First Bite (October 2013) ISBN 978-1477807590

==== Other titles ====

Heart of the Winter Wolf (2007) ISBN 978-1603940122

== Reception ==

Reaction to Harper's novels has been very favorable. The Romance Writers of America selected Harper's Changeling Moon (the first book in the Changeling series) as a 2012 RITA Finalist. Publishers Weekly gave very positive reviews to the first two books in the Changeling Series (Changeling Moon, Changeling Dream), but gave a negative review to the third book in the series (Changeling Dawn).
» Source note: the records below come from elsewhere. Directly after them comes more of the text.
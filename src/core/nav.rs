//! NAV records and the provider abstraction

use anyhow::Result;
use async_trait::async_trait;
use chrono::NaiveDate;
use rust_decimal::Decimal;
use serde::{Deserialize, Serialize};
use std::fmt::Display;

/// A fund tracked by the pipeline. The name is the natural key, the scheme
/// code is what the upstream API knows the fund by.
#[derive(Debug, Clone, PartialEq, Eq, Deserialize, Serialize)]
pub struct Fund {
    pub name: String,
    pub scheme_code: u32,
}

/// One NAV observation. `nav_value` is `None` when upstream sent something
/// that is not a number.
#[derive(Debug, Clone, PartialEq, Eq)]
pub struct NavRecord {
    pub fund_name: String,
    pub nav_date: NaiveDate,
    pub nav_value: Option<Decimal>,
}

impl NavRecord {
    pub fn new(fund_name: &str, nav_date: NaiveDate, nav_value: Option<Decimal>) -> Self {
        Self {
            fund_name: fund_name.to_string(),
            nav_date,
            nav_value,
        }
    }
}

#[derive(Debug, Clone, Copy, PartialEq, Eq)]
pub enum FetchMode {
    FullHistory,
    LatestOnly,
}

impl Display for FetchMode {
    fn fmt(&self, f: &mut std::fmt::Formatter<'_>) -> std::fmt::Result {
        write!(
            f,
            "{}",
            match self {
                FetchMode::FullHistory => "full-history",
                FetchMode::LatestOnly => "latest-only",
            }
        )
    }
}

/// Source of NAV series. Implementations return the records of a single fund,
/// sorted ascending by date.
#[async_trait]
pub trait NavProvider: Send + Sync {
    async fn fetch_nav(&self, fund: &Fund, mode: FetchMode) -> Result<Vec<NavRecord>>;
}
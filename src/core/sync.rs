//! Incremental NAV synchronization
//!
//! Each fund is processed on its own: the dates already stored for the fund
//! are read, the fetched candidates are reduced to dates not yet present, and
//! only that delta is appended. Running a sync twice against unchanged
//! upstream data writes nothing the second time.

use crate::core::nav::{FetchMode, Fund, NavProvider, NavRecord};
use crate::core::store::NavStore;
use anyhow::{Context, Result};
use chrono::NaiveDate;
use std::collections::HashSet;
use tracing::{error, info};

/// What happened to one fund during a run.
#[derive(Debug, Clone, PartialEq, Eq)]
pub enum FundOutcome {
    Updated(usize),
    Unchanged,
    Failed(String),
}

#[derive(Debug, Clone, PartialEq, Eq)]
pub struct FundReport {
    pub fund_name: String,
    pub outcome: FundOutcome,
}

/// Per-fund outcomes of a sync or load, in processing order.
#[derive(Debug, Clone, Default, PartialEq, Eq)]
pub struct SyncReport {
    pub funds: Vec<FundReport>,
}

impl SyncReport {
    pub fn record(&mut self, fund_name: &str, outcome: FundOutcome) {
        self.funds.push(FundReport {
            fund_name: fund_name.to_string(),
            outcome,
        });
    }

    pub fn updated(&self) -> usize {
        self.count(|o| matches!(o, FundOutcome::Updated(_)))
    }

    pub fn unchanged(&self) -> usize {
        self.count(|o| matches!(o, FundOutcome::Unchanged))
    }

    pub fn failed(&self) -> usize {
        self.count(|o| matches!(o, FundOutcome::Failed(_)))
    }

    /// Total records written across all funds.
    pub fn new_records(&self) -> usize {
        self.funds
            .iter()
            .map(|f| match f.outcome {
                FundOutcome::Updated(n) => n,
                _ => 0,
            })
            .sum()
    }

    pub fn is_partial(&self) -> bool {
        self.failed() > 0
    }

    pub fn outcome(&self, fund_name: &str) -> Option<&FundOutcome> {
        self.funds
            .iter()
            .find(|f| f.fund_name == fund_name)
            .map(|f| &f.outcome)
    }

    pub fn log_summary(&self, operation: &str) {
        info!(
            operation,
            updated = self.updated(),
            unchanged = self.unchanged(),
            failed = self.failed(),
            new_records = self.new_records(),
            "Run finished"
        );
    }

    fn count(&self, pred: impl Fn(&FundOutcome) -> bool) -> usize {
        self.funds.iter().filter(|f| pred(&f.outcome)).count()
    }
}

/// Candidates whose date is not in `existing`. Repeated dates within the
/// candidates keep their first occurrence.
pub fn new_records(existing: &HashSet<NaiveDate>, candidates: Vec<NavRecord>) -> Vec<NavRecord> {
    let mut seen = existing.clone();
    candidates
        .into_iter()
        .filter(|record| seen.insert(record.nav_date))
        .collect()
}

/// Syncs a single fund and returns the number of records appended.
pub async fn sync_fund(
    provider: &dyn NavProvider,
    store: &dyn NavStore,
    fund: &Fund,
    mode: FetchMode,
) -> Result<usize> {
    let existing = store
        .fund_dates(&fund.name)
        .await
        .with_context(|| format!("Failed to read stored dates for {}", fund.name))?;
    let candidates = provider
        .fetch_nav(fund, mode)
        .await
        .with_context(|| format!("Failed to fetch NAV for {}", fund.name))?;

    let delta = new_records(&existing, candidates);
    if delta.is_empty() {
        info!(fund = %fund.name, "No new NAV");
        return Ok(0);
    }

    let written = store
        .append(&delta)
        .await
        .with_context(|| format!("Failed to store NAV for {}", fund.name))?;
    info!(fund = %fund.name, written, "New NAV records added");
    Ok(written)
}

/// Syncs every fund in order. A failing fund is recorded and skipped, it
/// never stops the remaining funds.
pub async fn sync_all(
    provider: &dyn NavProvider,
    store: &dyn NavStore,
    funds: &[Fund],
    mode: FetchMode,
    on_progress: &(dyn Fn(&Fund) + Sync),
) -> SyncReport {
    let mut report = SyncReport::default();
    for fund in funds {
        let outcome = match sync_fund(provider, store, fund, mode).await {
            Ok(0) => FundOutcome::Unchanged,
            Ok(n) => FundOutcome::Updated(n),
            Err(e) => {
                error!(fund = %fund.name, error = %format!("{e:#}"), "Failed to update fund");
                FundOutcome::Failed(format!("{e:#}"))
            }
        };
        report.record(&fund.name, outcome);
        on_progress(fund);
    }
    report.log_summary("sync");
    report
}
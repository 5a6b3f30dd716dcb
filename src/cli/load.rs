use super::sync::fund_progress;
use super::{export, ui};
use crate::core::config::AppConfig;
use crate::core::load::reload_all;
use crate::core::nav::NavProvider;
use crate::core::store::NavStore;
use anyhow::Result;

/// Full reload followed by a fresh master table export.
pub async fn run(provider: &dyn NavProvider, store: &dyn NavStore, config: &AppConfig) -> Result<()> {
    ui::print_phase(
        "WARN",
        "Full reload: every stored NAV record is deleted before loading history",
    );

    let pb = ui::new_progress_bar(config.funds.len() as u64);
    pb.set_message("Loading NAV history...");
    let report = reload_all(provider, store, &config.funds, &fund_progress(&pb)).await;
    pb.finish_and_clear();
    let report = report?;

    println!("{}", report.display_as_table("Historical NAV load"));
    export::run(store, config).await?;
    ui::print_phase("DONE", "All funds loaded");
    Ok(())
}
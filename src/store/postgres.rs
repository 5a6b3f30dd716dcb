use crate::core::nav::NavRecord;
use crate::core::store::NavStore;
use anyhow::{Context, Result};
use async_trait::async_trait;
use chrono::NaiveDate;
use rust_decimal::Decimal;
use sqlx::postgres::{PgPool, PgPoolOptions};
use sqlx::{FromRow, Postgres, QueryBuilder};
use std::collections::HashSet;
use tracing::{debug, info};

/// Rows per INSERT statement. Three binds per row keeps this well below the
/// 65535 parameter limit of the Postgres protocol.
const INSERT_CHUNK_ROWS: usize = 1000;

/// Row shape of `nav_history`.
#[derive(Debug, Clone, FromRow)]
struct NavRow {
    fund_name: String,
    nav_date: NaiveDate,
    nav_value: Option<Decimal>,
}

impl From<NavRow> for NavRecord {
    fn from(row: NavRow) -> Self {
        NavRecord {
            fund_name: row.fund_name,
            nav_date: row.nav_date,
            nav_value: row.nav_value,
        }
    }
}

/// NAV table in PostgreSQL.
///
/// Expects an existing table:
///
/// ```sql
/// CREATE TABLE nav_history (
///     id SERIAL PRIMARY KEY,
///     fund_name TEXT NOT NULL,
///     nav_date DATE NOT NULL,
///     nav_value NUMERIC
/// );
/// ```
pub struct PgNavStore {
    pool: PgPool,
}

impl PgNavStore {
    pub async fn connect(url: &str) -> Result<Self> {
        // Funds are processed one at a time, a single connection is enough
        let pool = PgPoolOptions::new()
            .max_connections(1)
            .connect(url)
            .await
            .context("Failed to connect to PostgreSQL")?;
        info!("Connected to PostgreSQL NAV store");
        Ok(Self { pool })
    }
}

#[async_trait]
impl NavStore for PgNavStore {
    async fn fund_dates(&self, fund_name: &str) -> Result<HashSet<NaiveDate>> {
        let dates: Vec<NaiveDate> =
            sqlx::query_scalar("SELECT nav_date FROM nav_history WHERE fund_name = $1")
                .bind(fund_name)
                .fetch_all(&self.pool)
                .await
                .with_context(|| format!("Failed to read stored dates for {fund_name}"))?;
        Ok(dates.into_iter().collect())
    }

    async fn append(&self, records: &[NavRecord]) -> Result<usize> {
        let mut written = 0;
        for chunk in records.chunks(INSERT_CHUNK_ROWS) {
            let mut builder: QueryBuilder<Postgres> =
                QueryBuilder::new("INSERT INTO nav_history (fund_name, nav_date, nav_value) ");
            builder.push_values(chunk, |mut row, record| {
                row.push_bind(record.fund_name.clone())
                    .push_bind(record.nav_date)
                    .push_bind(record.nav_value);
            });
            let result = builder
                .build()
                .execute(&self.pool)
                .await
                .context("Failed to insert NAV records")?;
            written += result.rows_affected() as usize;
        }
        debug!("Postgres store APPEND {} records", written);
        Ok(written)
    }

    async fn truncate(&self) -> Result<()> {
        sqlx::query("TRUNCATE TABLE nav_history RESTART IDENTITY")
            .execute(&self.pool)
            .await
            .context("Failed to truncate nav_history")?;
        info!("nav_history table truncated");
        Ok(())
    }

    async fn records(&self) -> Result<Vec<NavRecord>> {
        let rows: Vec<NavRow> = sqlx::query_as(
            "SELECT fund_name, nav_date, nav_value FROM nav_history ORDER BY fund_name, nav_date",
        )
        .fetch_all(&self.pool)
        .await
        .context("Failed to read nav_history")?;
        Ok(rows.into_iter().map(NavRecord::from).collect())
    }

    async fn count(&self) -> Result<usize> {
        let count: i64 = sqlx::query_scalar("SELECT COUNT(*) FROM nav_history")
            .fetch_one(&self.pool)
            .await
            .context("Failed to count nav_history rows")?;
        Ok(count as usize)
    }
}

#[cfg(test)]
mod tests {
    use super::*;
    use std::str::FromStr;
    use tokio::sync::{Mutex, MutexGuard};

    // The tests share one table, so they run one at a time
    static TABLE_LOCK: Mutex<()> = Mutex::const_new(());

    const CREATE_TABLE: &str = "CREATE TABLE IF NOT EXISTS nav_history (
        id SERIAL PRIMARY KEY,
        fund_name TEXT NOT NULL,
        nav_date DATE NOT NULL,
        nav_value NUMERIC
    )";

    fn date(y: i32, m: u32, d: u32) -> NaiveDate {
        NaiveDate::from_ymd_opt(y, m, d).unwrap()
    }

    fn record(fund: &str, nav_date: NaiveDate, value: Option<&str>) -> NavRecord {
        NavRecord::new(fund, nav_date, value.map(|v| Decimal::from_str(v).unwrap()))
    }

    /// Connects to `DATABASE_URL` and starts from an empty table.
    async fn empty_store() -> (PgNavStore, MutexGuard<'static, ()>) {
        let guard = TABLE_LOCK.lock().await;
        let url = std::env::var("DATABASE_URL")
            .expect("DATABASE_URL must point at a scratch PostgreSQL database");
        let store = PgNavStore::connect(&url).await.unwrap();
        sqlx::query(CREATE_TABLE).execute(&store.pool).await.unwrap();
        store.truncate().await.unwrap();
        (store, guard)
    }

    #[tokio::test]
    #[ignore] // needs DATABASE_URL
    async fn test_append_spans_insert_chunks() {
        let (store, _guard) = empty_store().await;
        let rows = INSERT_CHUNK_ROWS + 7;
        let start = date(2020, 1, 1);
        let records: Vec<NavRecord> = (0..rows)
            .map(|i| {
                let nav_date = start + chrono::Days::new(i as u64);
                record("Fund X", nav_date, Some(format!("{}.25", 100 + i).as_str()))
            })
            .collect();

        assert_eq!(store.append(&records).await.unwrap(), rows);
        assert_eq!(store.count().await.unwrap(), rows);
        assert_eq!(store.fund_dates("Fund X").await.unwrap().len(), rows);
        assert_eq!(store.records().await.unwrap(), records);
    }

    #[tokio::test]
    #[ignore] // needs DATABASE_URL
    async fn test_missing_value_round_trips_as_null() {
        let (store, _guard) = empty_store().await;
        store
            .append(&[
                record("Fund X", date(2024, 1, 1), Some("100.50")),
                record("Fund X", date(2024, 1, 2), None),
            ])
            .await
            .unwrap();

        let nulls: i64 =
            sqlx::query_scalar("SELECT COUNT(*) FROM nav_history WHERE nav_value IS NULL")
                .fetch_one(&store.pool)
                .await
                .unwrap();
        assert_eq!(nulls, 1);

        let records = store.records().await.unwrap();
        assert_eq!(records[0].nav_value, Some(Decimal::from_str("100.50").unwrap()));
        assert_eq!(records[1].nav_value, None);
    }

    #[tokio::test]
    #[ignore] // needs DATABASE_URL
    async fn test_fund_dates_and_order_are_per_fund() {
        let (store, _guard) = empty_store().await;
        store
            .append(&[
                record("Fund B", date(2024, 1, 1), Some("2")),
                record("Fund A", date(2024, 1, 2), Some("1.5")),
                record("Fund A", date(2024, 1, 1), Some("1")),
            ])
            .await
            .unwrap();

        let dates = store.fund_dates("Fund A").await.unwrap();
        assert_eq!(dates, [date(2024, 1, 1), date(2024, 1, 2)].into());
        assert_eq!(store.fund_dates("Fund B").await.unwrap().len(), 1);
        assert!(store.fund_dates("Fund C").await.unwrap().is_empty());

        let order: Vec<(String, NaiveDate)> = store
            .records()
            .await
            .unwrap()
            .into_iter()
            .map(|r| (r.fund_name, r.nav_date))
            .collect();
        assert_eq!(
            order,
            vec![
                ("Fund A".to_string(), date(2024, 1, 1)),
                ("Fund A".to_string(), date(2024, 1, 2)),
                ("Fund B".to_string(), date(2024, 1, 1)),
            ]
        );
    }

    #[tokio::test]
    #[ignore] // needs DATABASE_URL
    async fn test_truncate_restarts_identity() {
        let (store, _guard) = empty_store().await;
        store
            .append(&[
                record("Fund A", date(2024, 1, 1), Some("1")),
                record("Fund B", date(2024, 1, 1), Some("2")),
            ])
            .await
            .unwrap();

        store.truncate().await.unwrap();
        assert_eq!(store.count().await.unwrap(), 0);
        assert!(store.fund_dates("Fund A").await.unwrap().is_empty());

        store
            .append(&[record("Fund A", date(2024, 1, 3), Some("3"))])
            .await
            .unwrap();
        let first_id: i32 = sqlx::query_scalar("SELECT MIN(id) FROM nav_history")
            .fetch_one(&store.pool)
            .await
            .unwrap();
        assert_eq!(first_id, 1);
    }
}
However, RT Book Reviews, a significant review source in the romance novel world, dubbed Changeling Dawn "the best one yet" and awarded it 4 ½ stars.
The first book in the Grim series, Storm Warrior, received a starred review from Publishers Weekly, which described the book as an "excellent novel" and "immensely satisfying with just a hint of spice." It was listed on PW's Top 10 Romance & Erotica for Fall 2013. The second book in the Grim Series,
Storm Bound, in a review by fangswandsandfairydust.com, was described as, "a delicious and elegant read, filled with humor, beauty, friendship, hotness, and a little horror," and Sharon Stogner of the paranormal romance blog, ismellsheep.com, gave the book four out of five stars.
Storm Warned, the third book in the series, proved "excellent" according to bibliophilicbookblog.com, and literaladdiction.com "definitely recommend[s] Storm Warned if you're in the mood for some Fae."

First Bite (the first novel in the Dark Wolf series) received 3 out 5 stars from Paranormal Haven, but was selected as a Night Owl Top Pick by Night Owl Reviews, a Top Bite Award by Bittenbyparanormalromance.com, and as a Top Read by Rabid Reads.